In 1988 Voorhout celebrated its 1000th anniversary. A letter mentioning Voorhout from 988 states that count Dirk II of Holland granted the church of “Foranholte” (the old name of Voorhout) to Egmond Abbey. The second part of the name –holte or –hout (meaning “wood”) is a reference to the dune area that was supposedly very wooded at the time. Settlements arose around this area, and Voorhout arose in front of a forest. The nearby Noordwijkerhout also refers to this forest, just like Holland, which is a degeneration of Holtland, meaning woodland.

The area was inhabited long before 988 with Roman coins having been found. In 1907 a farmer found 18 bronze axes and 1 chisel, about 3500 years old, at the Rijnsburgerweg. They are now on display in the Rijksmuseum van Oudheden in Leiden.

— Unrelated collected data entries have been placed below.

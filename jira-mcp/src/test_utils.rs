//! Test utilities for exercising the tool catalog without a remote service.
//!
//! [`RecordingJira`] implements [`JiraApi`] in memory: every call is logged
//! with its arguments, and responses or failures are configured per
//! operation. Tests use the call log to assert dispatch behavior, including
//! that validation failures perform zero remote calls.

use crate::client::{JiraApi, SearchPage};
use crate::error::{JiraError, Result};
use async_trait::async_trait;
use serde_json::{json, Map, Value};
use std::collections::HashMap;
use std::sync::Mutex;

/// An in-memory [`JiraApi`] fake with canned responses and a call log.
#[derive(Default)]
pub struct RecordingJira {
    calls: Mutex<Vec<(String, Value)>>,
    responses: Mutex<HashMap<String, Value>>,
    failures: Mutex<HashMap<String, (u16, String)>>,
}

impl RecordingJira {
    /// Create an empty fake; every operation answers `Value::Null` until
    /// configured otherwise.
    pub fn new() -> Self {
        Self::default()
    }

    /// Configure the response for one operation.
    pub fn respond_with(&self, operation: &str, value: Value) {
        self.responses
            .lock()
            .unwrap()
            .insert(operation.to_string(), value);
    }

    /// Configure one operation to fail with the given HTTP status.
    pub fn fail_with_status(&self, operation: &str, status: u16, message: &str) {
        self.failures
            .lock()
            .unwrap()
            .insert(operation.to_string(), (status, message.to_string()));
    }

    /// Names of all operations invoked so far, in order.
    pub fn calls(&self) -> Vec<String> {
        self.calls
            .lock()
            .unwrap()
            .iter()
            .map(|(name, _)| name.clone())
            .collect()
    }

    /// Arguments recorded for the first invocation of an operation.
    pub fn call_args(&self, operation: &str) -> Option<Value> {
        self.calls
            .lock()
            .unwrap()
            .iter()
            .find(|(name, _)| name == operation)
            .map(|(_, args)| args.clone())
    }

    fn record(&self, operation: &str, args: Value) -> Result<Value> {
        self.calls
            .lock()
            .unwrap()
            .push((operation.to_string(), args));

        if let Some((status, message)) = self.failures.lock().unwrap().get(operation) {
            return Err(JiraError::from_status(*status, message.clone()));
        }

        Ok(self
            .responses
            .lock()
            .unwrap()
            .get(operation)
            .cloned()
            .unwrap_or(Value::Null))
    }
}

#[async_trait]
impl JiraApi for RecordingJira {
    async fn search_issues(
        &self,
        jql: &str,
        start_at: u64,
        max_results: u64,
    ) -> Result<SearchPage> {
        let value = self.record(
            "search_issues",
            json!({ "jql": jql, "start_at": start_at, "max_results": max_results }),
        )?;
        if value.is_null() {
            return Ok(serde_json::from_value(json!({ "issues": [] }))?);
        }
        Ok(serde_json::from_value(value)?)
    }

    async fn server_info(&self) -> Result<Value> {
        self.record("get_server_info", json!({}))
    }

    async fn myself(&self) -> Result<Value> {
        self.record("get_myself", json!({}))
    }

    async fn projects(&self) -> Result<Value> {
        self.record("get_projects", json!({}))
    }

    async fn project(&self, key: &str) -> Result<Value> {
        self.record("get_project", json!({ "key": key }))
    }

    async fn create_project(&self, body: Value) -> Result<Value> {
        self.record("create_project", body)
    }

    async fn project_components(&self, key: &str) -> Result<Value> {
        self.record("get_project_components", json!({ "key": key }))
    }

    async fn project_versions(&self, key: &str) -> Result<Value> {
        self.record("get_project_versions", json!({ "key": key }))
    }

    async fn create_component(&self, body: Value) -> Result<Value> {
        self.record("create_component", body)
    }

    async fn create_version(&self, body: Value) -> Result<Value> {
        self.record("create_version", body)
    }

    async fn issue(&self, key: &str) -> Result<Value> {
        self.record("get_issue", json!({ "key": key }))
    }

    async fn create_issue(&self, fields: Map<String, Value>) -> Result<Value> {
        self.record("create_issue", Value::Object(fields))
    }

    async fn update_issue(&self, key: &str, fields: Map<String, Value>) -> Result<Value> {
        self.record(
            "update_issue",
            json!({ "key": key, "fields": Value::Object(fields) }),
        )
    }

    async fn assign_issue(&self, key: &str, assignee: &str) -> Result<Value> {
        self.record("assign_issue", json!({ "key": key, "assignee": assignee }))
    }

    async fn issue_transitions(&self, key: &str) -> Result<Value> {
        self.record("get_issue_transitions", json!({ "key": key }))
    }

    async fn transition_issue(&self, key: &str, transition_id: &str) -> Result<Value> {
        self.record(
            "transition_issue",
            json!({ "key": key, "transition": transition_id }),
        )
    }

    async fn issue_comments(&self, key: &str) -> Result<Value> {
        self.record("get_issue_comments", json!({ "key": key }))
    }

    async fn add_comment(&self, key: &str, body: &str) -> Result<Value> {
        self.record("add_comment", json!({ "key": key, "body": body }))
    }

    async fn create_issue_link(
        &self,
        link_type: &str,
        inward_key: &str,
        outward_key: &str,
    ) -> Result<Value> {
        self.record(
            "create_issue_link",
            json!({ "link_type": link_type, "inward": inward_key, "outward": outward_key }),
        )
    }

    async fn add_attachment(
        &self,
        key: &str,
        file_name: &str,
        content: Vec<u8>,
    ) -> Result<Value> {
        self.record(
            "add_attachment",
            json!({ "key": key, "file_name": file_name, "size": content.len() }),
        )
    }

    async fn watchers(&self, key: &str) -> Result<Value> {
        self.record("get_watchers", json!({ "key": key }))
    }

    async fn add_watcher(&self, key: &str, account_id: &str) -> Result<Value> {
        self.record(
            "add_watcher",
            json!({ "key": key, "account_id": account_id }),
        )
    }

    async fn worklogs(&self, key: &str) -> Result<Value> {
        self.record("get_worklogs", json!({ "key": key }))
    }

    async fn add_worklog(
        &self,
        key: &str,
        time_spent: &str,
        comment: Option<&str>,
    ) -> Result<Value> {
        self.record(
            "add_worklog",
            json!({ "key": key, "time_spent": time_spent, "comment": comment }),
        )
    }

    async fn user(&self, account_id: &str) -> Result<Value> {
        self.record("get_user", json!({ "account_id": account_id }))
    }

    async fn search_users(&self, query: &str, max_results: u64) -> Result<Value> {
        self.record(
            "search_users",
            json!({ "query": query, "max_results": max_results }),
        )
    }

    async fn groups(&self) -> Result<Value> {
        self.record("get_groups", json!({}))
    }

    async fn add_user_to_group(&self, group_name: &str, account_id: &str) -> Result<Value> {
        self.record(
            "add_user_to_group",
            json!({ "group": group_name, "account_id": account_id }),
        )
    }

    async fn favourite_filters(&self) -> Result<Value> {
        self.record("get_favorite_filters", json!({}))
    }

    async fn fields(&self) -> Result<Value> {
        self.record("get_fields", json!({}))
    }

    async fn issue_types(&self) -> Result<Value> {
        self.record("get_issue_types", json!({}))
    }

    async fn priorities(&self) -> Result<Value> {
        self.record("get_priorities", json!({}))
    }

    async fn statuses(&self) -> Result<Value> {
        self.record("get_statuses", json!({}))
    }

    async fn resolutions(&self) -> Result<Value> {
        self.record("get_resolutions", json!({}))
    }

    async fn boards(&self, start_at: u64, max_results: u64) -> Result<Value> {
        self.record(
            "get_boards",
            json!({ "start_at": start_at, "max_results": max_results }),
        )
    }

    async fn create_board(&self, name: &str, board_type: &str, filter_id: u64) -> Result<Value> {
        self.record(
            "create_board",
            json!({ "name": name, "board_type": board_type, "filter_id": filter_id }),
        )
    }

    async fn sprints(&self, board_id: u64, start_at: u64, max_results: u64) -> Result<Value> {
        self.record(
            "get_sprints",
            json!({ "board_id": board_id, "start_at": start_at, "max_results": max_results }),
        )
    }

    async fn create_sprint(
        &self,
        board_id: u64,
        name: &str,
        start_date: Option<&str>,
        end_date: Option<&str>,
    ) -> Result<Value> {
        self.record(
            "create_sprint",
            json!({
                "board_id": board_id,
                "name": name,
                "start_date": start_date,
                "end_date": end_date
            }),
        )
    }

    async fn add_issues_to_sprint(&self, sprint_id: u64, issue_keys: &[String]) -> Result<Value> {
        self.record(
            "add_issues_to_sprint",
            json!({ "sprint_id": sprint_id, "issues": issue_keys }),
        )
    }

    async fn service_desk_info(&self) -> Result<Value> {
        self.record("check_service_desk_support", json!({}))
    }

    async fn service_desks(&self) -> Result<Value> {
        self.record("get_service_desks", json!({}))
    }
}
//! Server introspection tools

pub mod info;
pub mod myself;

use crate::error::Result;
use crate::mcp::tool_registry::ToolRegistry;

/// Register the server introspection tools with the registry
pub fn register_server_tools(registry: &mut ToolRegistry) -> Result<()> {
    registry.register(info::GetServerInfoTool::new())?;
    registry.register(myself::GetMyselfTool::new())?;
    Ok(())
}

Since 1150 the nobles of Teylingen took an important role in the area. Dutch Counts regularly met at Slot Teylingen. The most important inhabitant of the castle was Jacoba van Beieren. Voorhout still remained a small settlement. In 1514 there were only 40 recorded houses.

In 1657 the Leidsevaart canal was dug, going from Haarlem to Leiden and Voorhout started to grow because of this. In 1842 the Haarlem-Leiden train line was opened and Voorhout got two halts, one in the hamlet of Piet Gijzenbrug near Noordwijk and another called Voorhout. In 1900 Voorhout had about 2000 inhabitants. After 1944 new roads were constructed and both stations closed for passenger transport. In 1960 about 5000 people lived in Voorhout. By 1988 that number had grown to 9360, the growth caused by the establishment of the new neighbourhood of Oosthout. In 1997 Voorhout got a train station again. More neighborhoods were constructed and the population continued to grow. On January 1, 2005, Voorhout had 14,919 inhabitants.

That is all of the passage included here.